Instructions for the task: Copy the data that follows, exactly and completely.

Data items:
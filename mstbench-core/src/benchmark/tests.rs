use std::time::Duration;

use rstest::rstest;

use super::*;
use crate::{error::BenchmarkErrorCode, generator::LatticeKind};

fn small() -> BenchmarkBuilder {
    BenchmarkBuilder::new()
        .with_vertex_step(8)
        .with_max_vertices(16)
        .with_trials_per_step(5)
}

#[test]
fn builder_defaults() {
    let builder = BenchmarkBuilder::default();
    assert_eq!(builder.vertex_step(), DEFAULT_VERTEX_STEP);
    assert_eq!(builder.max_vertices(), DEFAULT_MAX_VERTICES);
    assert_eq!(builder.trials_per_step(), DEFAULT_TRIALS_PER_STEP);
    assert_eq!(builder.strategy(), MstStrategy::Kruskal);
    assert_eq!(builder.seed(), DEFAULT_SEED);
}

#[rstest]
#[case::zero_step(BenchmarkBuilder::new().with_vertex_step(0), BenchmarkErrorCode::ZeroVertexStep)]
#[case::single_vertex_step(
    BenchmarkBuilder::new().with_vertex_step(1).with_max_vertices(3).with_trials_per_step(2),
    BenchmarkErrorCode::StepBelowTwo
)]
#[case::zero_trials(
    BenchmarkBuilder::new().with_trials_per_step(0),
    BenchmarkErrorCode::ZeroTrials
)]
#[case::max_below_step(
    BenchmarkBuilder::new().with_vertex_step(10).with_max_vertices(9),
    BenchmarkErrorCode::EmptySchedule
)]
#[case::bad_generator(
    BenchmarkBuilder::new().with_generator_config(GeneratorConfig {
        oversize_factor: 0.9,
        lattice: LatticeKind::Crossed,
    }),
    BenchmarkErrorCode::Generator
)]
fn build_rejects_invalid_configuration(
    #[case] builder: BenchmarkBuilder,
    #[case] expected: BenchmarkErrorCode,
) {
    let err = builder.build().expect_err("configuration must be rejected");
    assert_eq!(err.code(), expected);
}

#[test]
fn smallest_accepted_step_runs_to_completion() {
    let report = BenchmarkBuilder::new()
        .with_vertex_step(2)
        .with_max_vertices(4)
        .with_trials_per_step(2)
        .build()
        .expect("step of two is valid")
        .run()
        .expect("every size has at least one edge");
    let sizes: Vec<usize> = report.steps().iter().map(SizeResult::vertex_count).collect();
    assert_eq!(sizes, vec![2, 4]);
}

#[test]
fn step_below_two_reports_the_rejected_step() {
    let err = BenchmarkBuilder::new()
        .with_vertex_step(1)
        .build()
        .expect_err("step of one must be rejected");
    assert_eq!(err, BenchmarkError::StepBelowTwo { vertex_step: 1 });
    assert_eq!(err.code().as_str(), "BENCHMARK_STEP_BELOW_TWO");
    assert_eq!(err.trial_code(), None);
}

#[cfg(target_pointer_width = "64")]
#[test]
fn build_rejects_trial_counts_beyond_u32() {
    let trials = u32::MAX as usize + 1;
    let err = BenchmarkBuilder::new()
        .with_trials_per_step(trials)
        .build()
        .expect_err("trial count must be rejected");
    assert_eq!(err, BenchmarkError::TooManyTrials { trials });
}

#[rstest]
#[case(8, 64, vec![8, 16, 24, 32, 40, 48, 56, 64])]
#[case(8, 70, vec![8, 16, 24, 32, 40, 48, 56, 64])]
#[case(5, 5, vec![5])]
#[case(3, 10, vec![3, 6, 9])]
fn sizes_follow_the_step(#[case] step: usize, #[case] max: usize, #[case] expected: Vec<usize>) {
    let benchmark = BenchmarkBuilder::new()
        .with_vertex_step(step)
        .with_max_vertices(max)
        .build()
        .expect("configuration is valid");
    assert_eq!(benchmark.sizes().collect::<Vec<_>>(), expected);
}

#[rstest]
#[case::kruskal(MstStrategy::Kruskal)]
#[case::prim(MstStrategy::Prim)]
fn run_reports_one_entry_per_size(#[case] strategy: MstStrategy) {
    let report = small()
        .with_strategy(strategy)
        .build()
        .expect("configuration is valid")
        .run()
        .expect("run must succeed");

    assert_eq!(report.strategy(), strategy);
    let sizes: Vec<usize> = report.steps().iter().map(SizeResult::vertex_count).collect();
    assert_eq!(sizes, vec![8, 16]);
    for step in report.steps() {
        assert_eq!(step.trials().len(), 5);
        assert!(step.mean_millis() >= 0.0);
    }
}

#[test]
fn sequential_and_parallel_generation_agree() {
    let run = |parallel: bool| {
        small()
            .with_seed(7)
            .with_parallel_generation(parallel)
            .build()
            .expect("configuration is valid")
    };
    let parallel = run(true);
    let sequential = run(false);
    for size in parallel.sizes() {
        let left = parallel.generate_trials(size).expect("generation succeeds");
        let right = sequential.generate_trials(size).expect("generation succeeds");
        assert_eq!(left.len(), right.len());
        for (a, b) in left.iter().zip(&right) {
            assert_eq!(a.vertices().collect::<Vec<_>>(), b.vertices().collect::<Vec<_>>());
            assert_eq!(a.edge_count(), b.edge_count());
        }
    }
}

#[test]
fn mean_is_the_average_of_trials() {
    let step = SizeResult::new(
        8,
        vec![
            Duration::from_millis(1),
            Duration::from_millis(2),
            Duration::from_millis(6),
        ],
    );
    assert_eq!(step.total(), Duration::from_millis(9));
    assert_eq!(step.mean(), Duration::from_millis(3));
    assert!((step.mean_millis() - 3.0).abs() < 1e-9);
}

#[test]
fn empty_step_has_zero_mean() {
    let step = SizeResult::new(8, Vec::new());
    assert_eq!(step.mean(), Duration::ZERO);
    assert_eq!(step.mean_millis(), 0.0);
}

#[test]
fn pairs_follow_step_order() {
    let report = BenchmarkReport::new(
        MstStrategy::Prim,
        1,
        vec![
            SizeResult::new(8, vec![Duration::from_millis(2)]),
            SizeResult::new(16, vec![Duration::from_millis(4)]),
        ],
    );
    let pairs: Vec<(usize, f64)> = report.pairs().collect();
    assert_eq!(pairs.len(), 2);
    assert_eq!(pairs[0].0, 8);
    assert!((pairs[0].1 - 2.0).abs() < 1e-9);
    assert_eq!(pairs[1].0, 16);
    assert!((pairs[1].1 - 4.0).abs() < 1e-9);
    assert_eq!(report.seed(), 1);
}
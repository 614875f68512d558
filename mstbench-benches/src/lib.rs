//! Benchmark support crate for mstbench.
//!
//! Provides seeded graph fixtures and parameter types shared by the Criterion
//! benchmarks for graph generation, the two MST strategies, and the full
//! multi-trial harness.

pub mod error;
pub mod fixtures;
pub mod params;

Result below:
filename mstbench-core/src/benchmark/tests.rs
use std::time::Duration;

use rstest::rstest;

use super::*;
use crate::{error::BenchmarkErrorCode, generator::LatticeKind};

fn small() -> BenchmarkBuilder {
    BenchmarkBuilder::new()
        .with_vertex_step(8)
        .with_max_vertices(16)
        .with_trials_per_step(5)
}

#[test]
fn builder_defaults() {
    let builder = BenchmarkBuilder::default();
    assert_eq!(builder.vertex_step(), DEFAULT_VERTEX_STEP);
    assert_eq!(builder.max_vertices(), DEFAULT_MAX_VERTICES);
    assert_eq!(builder.trials_per_step(), DEFAULT_TRIALS_PER_STEP);
    assert_eq!(builder.strategy(), MstStrategy::Kruskal);
    assert_eq!(builder.seed(), DEFAULT_SEED);
}

#[rstest]
#[case::zero_step(BenchmarkBuilder::new().with_vertex_step(0), BenchmarkErrorCode::ZeroVertexStep)]
#[case::single_vertex_step(
    BenchmarkBuilder::new().with_vertex_step(1).with_max_vertices(3).with_trials_per_step(2),
    BenchmarkErrorCode::StepBelowTwo
)]
#[case::zero_trials(
    BenchmarkBuilder::new().with_trials_per_step(0),
    BenchmarkErrorCode::ZeroTrials
)]
#[case::max_below_step(
    BenchmarkBuilder::new().with_vertex_step(10).with_max_vertices(9),
    BenchmarkErrorCode::EmptySchedule
)]
#[case::bad_generator(
    BenchmarkBuilder::new().with_generator_config(GeneratorConfig {
        oversize_factor: 0.9,
        lattice: LatticeKind::Crossed,
    }),
    BenchmarkErrorCode::Generator
)]
fn build_rejects_invalid_configuration(
    #[case] builder: BenchmarkBuilder,
    #[case] expected: BenchmarkErrorCode,
) {
    let err = builder.build().expect_err("configuration must be rejected");
    assert_eq!(err.code(), expected);
}

#[test]
fn smallest_accepted_step_runs_to_completion() {
    let report = BenchmarkBuilder::new()
        .with_vertex_step(2)
        .with_max_vertices(4)
        .with_trials_per_step(2)
        .build()
        .expect("step of two is valid")
        .run()
        .expect("every size has at least one edge");
    let sizes: Vec<usize> = report.steps().iter().map(SizeResult::vertex_count).collect();
    assert_eq!(sizes, vec![2, 4]);
}

#[test]
fn step_below_two_reports_the_rejected_step() {
    let err = BenchmarkBuilder::new()
        .with_vertex_step(1)
        .build()
        .expect_err("step of one must be rejected");
    assert_eq!(err, BenchmarkError::StepBelowTwo { vertex_step: 1 });
    assert_eq!(err.code().as_str(), "BENCHMARK_STEP_BELOW_TWO");
    assert_eq!(err.trial_code(), None);
}

#[cfg(target_pointer_width = "64")]
#[test]
fn build_rejects_trial_counts_beyond_u32() {
    let trials = u32::MAX as usize + 1;
    let err = BenchmarkBuilder::new()
        .with_trials_per_step(trials)
        .build()
        .expect_err("trial count must be rejected");
    assert_eq!(err, BenchmarkError::TooManyTrials { trials });
}

#[rstest]
#[case(8, 64, vec![8, 16, 24, 32, 40, 48, 56, 64])]
#[case(8, 70, vec![8, 16, 24, 32, 40, 48, 56, 64])]
#[case(5, 5, vec![5])]
#[case(3, 10, vec![3, 6, 9])]
fn sizes_follow_the_step(#[case] step: usize, #[case] max: usize, #[case] expected: Vec<usize>) {
    let benchmark = BenchmarkBuilder::new()
        .with_vertex_step(step)
        .with_max_vertices(max)
        .build()
        .expect("configuration is valid");
    assert_eq!(benchmark.sizes().collect::<Vec<_>>(), expected);
}

#[rstest]
#[case::kruskal(MstStrategy::Kruskal)]
#[case::prim(MstStrategy::Prim)]
fn run_reports_one_entry_per_size(#[case] strategy: MstStrategy) {
    let report = small()
        .with_strategy(strategy)
        .build()
        .expect("configuration is valid")
        .run()
        .expect("run must succeed");

    assert_eq!(report.strategy(), strategy);
    let sizes: Vec<usize> = report.steps().iter().map(SizeResult::vertex_count).collect();
    assert_eq!(sizes, vec![8, 16]);
    for step in report.steps() {
        assert_eq!(step.trials().len(), 5);
        assert!(step.mean_millis() >= 0.0);
    }
}

#[test]
fn sequential_and_parallel_generation_agree() {
    let run = |parallel: bool| {
        small()
            .with_seed(7)
            .with_parallel_generation(parallel)
            .build()
            .expect("configuration is valid")
    };
    let parallel = run(true);
    let sequential = run(false);
    for size in parallel.sizes() {
        let left = parallel.generate_trials(size).expect("generation succeeds");
        let right = sequential.generate_trials(size).expect("generation succeeds");
        assert_eq!(left.len(), right.len());
        for (a, b) in left.iter().zip(&right) {
            assert_eq!(a.vertices().collect::<Vec<_>>(), b.vertices().collect::<Vec<_>>());
            assert_eq!(a.edge_count(), b.edge_count());
        }
    }
}

#[test]
fn mean_is_the_average_of_trials() {
    let step = SizeResult::new(
        8,
        vec![
            Duration::from_millis(1),
            Duration::from_millis(2),
            Duration::from_millis(6),
        ],
    );
    assert_eq!(step.total(), Duration::from_millis(9));
    assert_eq!(step.mean(), Duration::from_millis(3));
    assert!((step.mean_millis() - 3.0).abs() < 1e-9);
}

#[test]
fn empty_step_has_zero_mean() {
    let step = SizeResult::new(8, Vec::new());
    assert_eq!(step.mean(), Duration::ZERO);
    assert_eq!(step.mean_millis(), 0.0);
}

#[test]
fn pairs_follow_step_order() {
    let report = BenchmarkReport::new(
        MstStrategy::Prim,
        1,
        vec![
            SizeResult::new(8, vec![Duration::from_millis(2)]),
            SizeResult::new(16, vec![Duration::from_millis(4)]),
        ],
    );
    let pairs: Vec<(usize, f64)> = report.pairs().collect();
    assert_eq!(pairs.len(), 2);
    assert_eq!(pairs[0].0, 8);
    assert!((pairs[0].1 - 2.0).abs() < 1e-9);
    assert_eq!(pairs[1].0, 16);
    assert!((pairs[1].1 - 4.0).abs() < 1e-9);
    assert_eq!(report.seed(), 1);
}
repository 614875f68512d558
filename mstbench-benches/src/lib.rs
//! Benchmark support crate for mstbench.
//!
//! Provides seeded graph fixtures and parameter types shared by the Criterion
//! benchmarks for graph generation, the two MST strategies, and the full
//! multi-trial harness.

pub mod error;
pub mod fixtures;
pub mod params;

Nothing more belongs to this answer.